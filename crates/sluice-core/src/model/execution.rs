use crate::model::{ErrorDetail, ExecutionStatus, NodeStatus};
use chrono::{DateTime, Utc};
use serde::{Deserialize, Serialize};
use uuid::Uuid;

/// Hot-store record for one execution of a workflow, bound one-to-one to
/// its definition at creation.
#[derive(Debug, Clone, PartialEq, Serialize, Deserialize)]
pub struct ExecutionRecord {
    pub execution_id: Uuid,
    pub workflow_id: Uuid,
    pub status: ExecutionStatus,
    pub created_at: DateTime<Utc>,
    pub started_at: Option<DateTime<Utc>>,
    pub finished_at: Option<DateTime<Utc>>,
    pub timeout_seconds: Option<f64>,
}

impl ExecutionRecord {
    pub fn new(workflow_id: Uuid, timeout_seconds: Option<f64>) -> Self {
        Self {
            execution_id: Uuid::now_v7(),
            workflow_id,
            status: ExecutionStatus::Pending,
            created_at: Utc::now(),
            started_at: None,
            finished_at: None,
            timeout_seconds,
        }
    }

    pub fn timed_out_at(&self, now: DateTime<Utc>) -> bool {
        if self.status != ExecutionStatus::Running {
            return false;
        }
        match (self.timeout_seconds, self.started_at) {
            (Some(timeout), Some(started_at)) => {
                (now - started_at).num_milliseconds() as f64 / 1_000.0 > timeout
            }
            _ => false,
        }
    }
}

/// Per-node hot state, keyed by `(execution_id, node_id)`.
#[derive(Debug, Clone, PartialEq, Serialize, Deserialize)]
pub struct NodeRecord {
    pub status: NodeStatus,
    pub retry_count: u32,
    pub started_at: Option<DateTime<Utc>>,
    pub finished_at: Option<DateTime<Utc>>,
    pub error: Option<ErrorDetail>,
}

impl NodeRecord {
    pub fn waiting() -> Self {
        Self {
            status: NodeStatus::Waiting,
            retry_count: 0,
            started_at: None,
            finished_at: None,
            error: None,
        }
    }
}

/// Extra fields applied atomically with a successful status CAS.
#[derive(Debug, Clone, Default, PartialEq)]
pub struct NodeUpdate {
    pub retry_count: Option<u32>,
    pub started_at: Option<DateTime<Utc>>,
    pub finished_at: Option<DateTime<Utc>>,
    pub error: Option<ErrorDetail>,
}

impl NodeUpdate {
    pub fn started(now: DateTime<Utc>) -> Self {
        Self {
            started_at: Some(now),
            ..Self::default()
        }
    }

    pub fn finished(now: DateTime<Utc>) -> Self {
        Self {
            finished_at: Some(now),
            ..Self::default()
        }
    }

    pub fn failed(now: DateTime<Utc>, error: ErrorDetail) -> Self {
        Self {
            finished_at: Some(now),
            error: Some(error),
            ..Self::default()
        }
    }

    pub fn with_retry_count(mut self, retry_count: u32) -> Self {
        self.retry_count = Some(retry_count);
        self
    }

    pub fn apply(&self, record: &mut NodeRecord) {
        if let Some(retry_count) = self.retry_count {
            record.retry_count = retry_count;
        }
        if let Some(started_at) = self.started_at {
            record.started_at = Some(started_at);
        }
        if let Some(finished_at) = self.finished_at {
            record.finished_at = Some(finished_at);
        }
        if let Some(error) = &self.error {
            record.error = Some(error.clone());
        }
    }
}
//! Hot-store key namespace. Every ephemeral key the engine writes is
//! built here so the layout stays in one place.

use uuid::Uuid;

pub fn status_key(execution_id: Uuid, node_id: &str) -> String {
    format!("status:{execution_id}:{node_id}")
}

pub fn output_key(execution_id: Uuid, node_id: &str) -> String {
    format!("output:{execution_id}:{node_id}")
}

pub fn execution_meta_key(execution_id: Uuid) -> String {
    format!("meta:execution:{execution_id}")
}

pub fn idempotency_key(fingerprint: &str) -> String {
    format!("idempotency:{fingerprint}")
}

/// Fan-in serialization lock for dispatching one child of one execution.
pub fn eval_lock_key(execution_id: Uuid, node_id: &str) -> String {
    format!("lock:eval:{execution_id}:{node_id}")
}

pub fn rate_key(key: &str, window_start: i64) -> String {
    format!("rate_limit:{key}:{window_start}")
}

====

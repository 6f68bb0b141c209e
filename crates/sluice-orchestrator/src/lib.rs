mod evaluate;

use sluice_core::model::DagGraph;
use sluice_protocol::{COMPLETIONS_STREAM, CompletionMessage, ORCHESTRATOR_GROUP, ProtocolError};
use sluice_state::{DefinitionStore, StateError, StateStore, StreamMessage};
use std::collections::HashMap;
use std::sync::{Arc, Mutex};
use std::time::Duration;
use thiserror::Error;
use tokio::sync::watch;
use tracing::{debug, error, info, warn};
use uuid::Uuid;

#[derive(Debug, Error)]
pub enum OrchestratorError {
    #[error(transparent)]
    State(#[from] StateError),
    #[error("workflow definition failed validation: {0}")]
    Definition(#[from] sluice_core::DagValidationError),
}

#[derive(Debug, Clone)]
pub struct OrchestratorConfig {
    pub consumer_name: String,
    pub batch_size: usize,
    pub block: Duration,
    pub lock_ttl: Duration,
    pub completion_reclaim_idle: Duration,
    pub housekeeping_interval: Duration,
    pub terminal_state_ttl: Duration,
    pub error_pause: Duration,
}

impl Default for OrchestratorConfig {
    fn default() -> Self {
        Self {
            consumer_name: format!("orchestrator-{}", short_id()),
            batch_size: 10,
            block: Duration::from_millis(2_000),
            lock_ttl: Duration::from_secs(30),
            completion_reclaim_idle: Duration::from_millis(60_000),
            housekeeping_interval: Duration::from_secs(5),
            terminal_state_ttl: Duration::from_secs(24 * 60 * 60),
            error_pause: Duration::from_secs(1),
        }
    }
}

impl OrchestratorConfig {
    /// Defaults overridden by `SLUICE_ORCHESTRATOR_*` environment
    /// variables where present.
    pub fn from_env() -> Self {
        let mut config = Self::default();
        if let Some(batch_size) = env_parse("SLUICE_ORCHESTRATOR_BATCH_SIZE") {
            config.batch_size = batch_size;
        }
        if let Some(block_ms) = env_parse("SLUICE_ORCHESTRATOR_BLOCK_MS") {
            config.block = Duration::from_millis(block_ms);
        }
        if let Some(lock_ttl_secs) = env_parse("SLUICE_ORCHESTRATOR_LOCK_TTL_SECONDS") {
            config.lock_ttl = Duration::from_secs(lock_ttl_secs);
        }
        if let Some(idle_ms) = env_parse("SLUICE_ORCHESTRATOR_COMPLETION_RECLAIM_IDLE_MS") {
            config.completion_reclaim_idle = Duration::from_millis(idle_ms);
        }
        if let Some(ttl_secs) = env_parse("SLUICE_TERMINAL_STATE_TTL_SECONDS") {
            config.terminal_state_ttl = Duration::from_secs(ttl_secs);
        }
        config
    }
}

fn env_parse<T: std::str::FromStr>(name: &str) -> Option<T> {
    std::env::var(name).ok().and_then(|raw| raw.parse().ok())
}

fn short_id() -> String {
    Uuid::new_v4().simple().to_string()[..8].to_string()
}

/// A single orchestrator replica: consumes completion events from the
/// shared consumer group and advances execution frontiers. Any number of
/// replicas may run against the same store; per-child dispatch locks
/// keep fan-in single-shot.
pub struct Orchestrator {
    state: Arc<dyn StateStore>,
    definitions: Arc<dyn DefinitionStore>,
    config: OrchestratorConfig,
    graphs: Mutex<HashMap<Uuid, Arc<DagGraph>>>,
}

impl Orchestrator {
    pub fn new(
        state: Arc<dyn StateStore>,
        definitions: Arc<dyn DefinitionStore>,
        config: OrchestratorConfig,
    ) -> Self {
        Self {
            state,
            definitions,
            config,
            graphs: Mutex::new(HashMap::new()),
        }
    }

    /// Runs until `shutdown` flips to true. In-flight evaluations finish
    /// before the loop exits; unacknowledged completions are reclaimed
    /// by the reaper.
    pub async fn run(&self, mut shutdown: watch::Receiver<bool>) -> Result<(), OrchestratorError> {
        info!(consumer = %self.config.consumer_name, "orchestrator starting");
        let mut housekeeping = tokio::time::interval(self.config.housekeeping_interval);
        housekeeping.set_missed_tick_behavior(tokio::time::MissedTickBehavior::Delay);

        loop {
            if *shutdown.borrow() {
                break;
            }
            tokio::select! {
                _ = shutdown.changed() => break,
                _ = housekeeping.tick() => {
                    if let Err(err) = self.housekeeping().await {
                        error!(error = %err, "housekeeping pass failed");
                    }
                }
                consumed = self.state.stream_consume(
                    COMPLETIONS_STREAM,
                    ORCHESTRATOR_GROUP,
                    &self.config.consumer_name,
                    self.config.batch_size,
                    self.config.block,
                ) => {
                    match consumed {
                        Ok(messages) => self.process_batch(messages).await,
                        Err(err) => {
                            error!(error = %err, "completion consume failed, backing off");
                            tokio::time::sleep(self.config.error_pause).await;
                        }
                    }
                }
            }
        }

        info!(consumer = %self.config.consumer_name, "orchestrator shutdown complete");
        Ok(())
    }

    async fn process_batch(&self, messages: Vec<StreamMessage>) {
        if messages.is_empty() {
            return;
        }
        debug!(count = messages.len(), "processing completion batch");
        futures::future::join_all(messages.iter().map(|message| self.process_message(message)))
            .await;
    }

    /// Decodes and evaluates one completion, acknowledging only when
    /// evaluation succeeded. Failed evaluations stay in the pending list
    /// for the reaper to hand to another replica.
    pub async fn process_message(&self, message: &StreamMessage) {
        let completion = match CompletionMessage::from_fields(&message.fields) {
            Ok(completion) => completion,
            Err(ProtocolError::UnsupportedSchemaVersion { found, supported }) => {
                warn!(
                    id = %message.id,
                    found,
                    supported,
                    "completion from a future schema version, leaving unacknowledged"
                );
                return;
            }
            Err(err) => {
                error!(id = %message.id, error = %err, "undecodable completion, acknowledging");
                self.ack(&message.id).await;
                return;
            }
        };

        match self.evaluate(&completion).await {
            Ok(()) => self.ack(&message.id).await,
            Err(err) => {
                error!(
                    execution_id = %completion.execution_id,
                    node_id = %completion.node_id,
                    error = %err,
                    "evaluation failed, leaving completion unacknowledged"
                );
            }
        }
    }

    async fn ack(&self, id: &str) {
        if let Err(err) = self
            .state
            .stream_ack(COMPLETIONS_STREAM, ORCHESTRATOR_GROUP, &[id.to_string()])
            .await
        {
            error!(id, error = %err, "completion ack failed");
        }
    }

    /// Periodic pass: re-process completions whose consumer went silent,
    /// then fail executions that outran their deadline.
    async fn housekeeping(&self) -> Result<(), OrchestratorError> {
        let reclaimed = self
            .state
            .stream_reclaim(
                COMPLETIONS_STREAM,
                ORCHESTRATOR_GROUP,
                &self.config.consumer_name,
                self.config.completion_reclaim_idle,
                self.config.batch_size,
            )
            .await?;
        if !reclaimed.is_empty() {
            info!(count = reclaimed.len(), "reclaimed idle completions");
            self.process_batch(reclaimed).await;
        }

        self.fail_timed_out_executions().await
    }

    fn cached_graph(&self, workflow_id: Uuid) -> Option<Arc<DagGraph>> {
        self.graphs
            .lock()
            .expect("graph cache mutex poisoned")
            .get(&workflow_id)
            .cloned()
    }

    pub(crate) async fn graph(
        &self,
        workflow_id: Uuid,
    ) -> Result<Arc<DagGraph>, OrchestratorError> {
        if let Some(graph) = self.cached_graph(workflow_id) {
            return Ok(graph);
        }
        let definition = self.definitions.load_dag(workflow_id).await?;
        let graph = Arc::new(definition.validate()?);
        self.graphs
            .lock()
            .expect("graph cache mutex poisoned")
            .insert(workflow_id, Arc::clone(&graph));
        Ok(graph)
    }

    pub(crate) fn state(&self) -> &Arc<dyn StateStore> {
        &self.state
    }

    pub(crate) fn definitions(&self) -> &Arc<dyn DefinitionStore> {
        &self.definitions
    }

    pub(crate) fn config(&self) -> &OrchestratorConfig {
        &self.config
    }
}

====

Required action: Reproduce every line of the material above that has the string "leaving".

Answer for this exercise:
                    "completion from a future schema version, leaving unacknowledged"
                    "evaluation failed, leaving completion unacknowledged"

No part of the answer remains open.